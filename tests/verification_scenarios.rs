//! End-to-end verification scenarios against the host-selected backend

use rayo::backends::generic::{self, rgtc_compressed_size};
use rayo::math::MatX;
use rayo::random::{SeededRandom, DEFAULT_SEED};
use rayo::verify::{self, inputs, HarnessConfig, TestGroups, SEPARATOR};
use rayo::{detect, registry, SimdContext};

fn selected() -> SimdContext {
    let mut ctx = SimdContext::new();
    ctx.init_best("scenarios", None);
    ctx
}

#[test]
fn test_add_scalar_scenario() {
    let ctx = selected();
    let simd = ctx.processor().expect("initialized");

    let mut rng = SeededRandom::new(DEFAULT_SEED);
    let src = inputs::floats(&mut rng, 1024, 10.0);
    let mut want = vec![0.0f32; 1024];
    let mut got = vec![0.0f32; 1024];
    generic::add_scalar(&mut want, 4.0, &src);
    simd.add_scalar(&mut got, 4.0, &src);

    let worst = want
        .iter()
        .zip(&got)
        .map(|(a, b)| (a - b).abs())
        .fold(0.0f32, f32::max);
    assert!(worst <= 1e-5, "max error {worst}");
}

#[test]
fn test_lower_triangular_solve_scenario() {
    let ctx = selected();
    let simd = ctx.processor().expect("initialized");

    let l = MatX::random(25, 25, 0, -1.0, 1.0);
    let b: Vec<f32> = {
        let mut rng = SeededRandom::new(1);
        (0..25).map(|_| rng.crandom_float()).collect()
    };
    for n in [1usize, 8, 15, 22] {
        let mut want = vec![0.0f32; n];
        let mut got = vec![0.0f32; n];
        generic::matx_lower_triangular_solve(&l, &mut want, &b, n, 0);
        simd.matx_lower_triangular_solve(&l, &mut got, &b, n, 0);
        for (x, y) in want.iter().zip(&got) {
            assert!((x - y).abs() <= 1.0, "n={n}: {x} vs {y}");
        }
    }
}

#[test]
fn test_rgtc_sweep_is_byte_identical() {
    let ctx = selected();
    let simd = ctx.processor().expect("initialized");

    let mut rng = SeededRandom::new(DEFAULT_SEED);
    let image = inputs::image(&mut rng, 52 * 4, 43);
    for height in 1..=43usize {
        for width in 1..=43usize {
            let stride = (width + rng.random_int_max(10) as usize) * 4;
            let size = rgtc_compressed_size(width, height);
            let mut want = vec![0u8; size];
            let mut got = vec![0u8; size];
            generic::compress_rgtc_from_rgba8(&image, width, height, stride, &mut want);
            simd.compress_rgtc_from_rgba8(&image, width, height, stride, &mut got);
            assert_eq!(want, got, "{width}x{height} stride {stride}");
        }
    }
}

#[test]
fn test_harness_run_on_selected_backend() {
    let ctx = selected();
    let simd = ctx.processor().expect("initialized");

    let config = HarnessConfig::new().with_iterations(2).with_count(128);
    let mut out = Vec::new();
    let report = verify::verify(simd, config, &mut out).expect("in-memory output");

    let failed: Vec<_> = report.failures().map(|r| r.label.clone()).collect();
    assert!(failed.is_empty(), "failed: {failed:?}");
    assert_eq!(report.candidate(), simd.name());
    assert_eq!(report.reference(), "Generic");

    let text = String::from_utf8(out).expect("utf8");
    assert_eq!(text.lines().filter(|l| *l == SEPARATOR).count(), 5);
    // two lines per operation plus the separators
    assert_eq!(text.lines().count(), report.results().len() * 2 + 5);
}

#[test]
fn test_group_mask_limits_the_run() {
    let reference = registry::reference();
    let config = HarnessConfig::new()
        .with_iterations(1)
        .with_count(16)
        .with_groups(TestGroups::AUDIO);
    let report = verify::verify(reference.as_ref(), config, std::io::sink()).expect("sink");
    assert!(report.all_passed());
    assert!(report
        .results()
        .iter()
        .all(|r| r.label.contains("sound") || r.label.contains("up_sample")));
}

#[test]
fn test_every_supported_tier_verifies() {
    let caps = detect::detect();
    let config = HarnessConfig::new()
        .with_iterations(1)
        .with_count(64)
        .with_groups(TestGroups::ARITHMETIC | TestGroups::LINEAR_ALGEBRA);
    for d in registry::registry().iter().filter(|d| d.supported_by(&caps)) {
        let p = d.instantiate();
        let report = verify::verify(p.as_ref(), config.clone(), std::io::sink()).expect("sink");
        assert!(report.all_passed(), "{}: {}", d.name(), report);
    }
}

#[test]
fn test_every_supported_tier_verifies_all_groups_at_boundary_counts() {
    let caps = detect::detect();
    for count in [0usize, 1, 5, 13, 25] {
        let config = HarnessConfig::new()
            .with_iterations(1)
            .with_count(count)
            .with_groups(TestGroups::ALL);
        for d in registry::registry().iter().filter(|d| d.supported_by(&caps)) {
            let p = d.instantiate();
            let report =
                verify::verify(p.as_ref(), config.clone(), std::io::sink()).expect("sink");
            assert!(!report.results().is_empty());
            assert!(report.all_passed(), "{} at count {count}: {}", d.name(), report);
        }
    }
}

Problem statement:
Look above for lines with the word "want" and copy them all.

Solution for this task:
    let mut want = vec![0.0f32; 1024];
    generic::add_scalar(&mut want, 4.0, &src);
    let worst = want
        let mut want = vec![0.0f32; n];
        generic::matx_lower_triangular_solve(&l, &mut want, &b, n, 0);
        for (x, y) in want.iter().zip(&got) {
            let mut want = vec![0u8; size];
            generic::compress_rgtc_from_rgba8(&image, width, height, stride, &mut want);
            assert_eq!(want, got, "{width}x{height} stride {stride}");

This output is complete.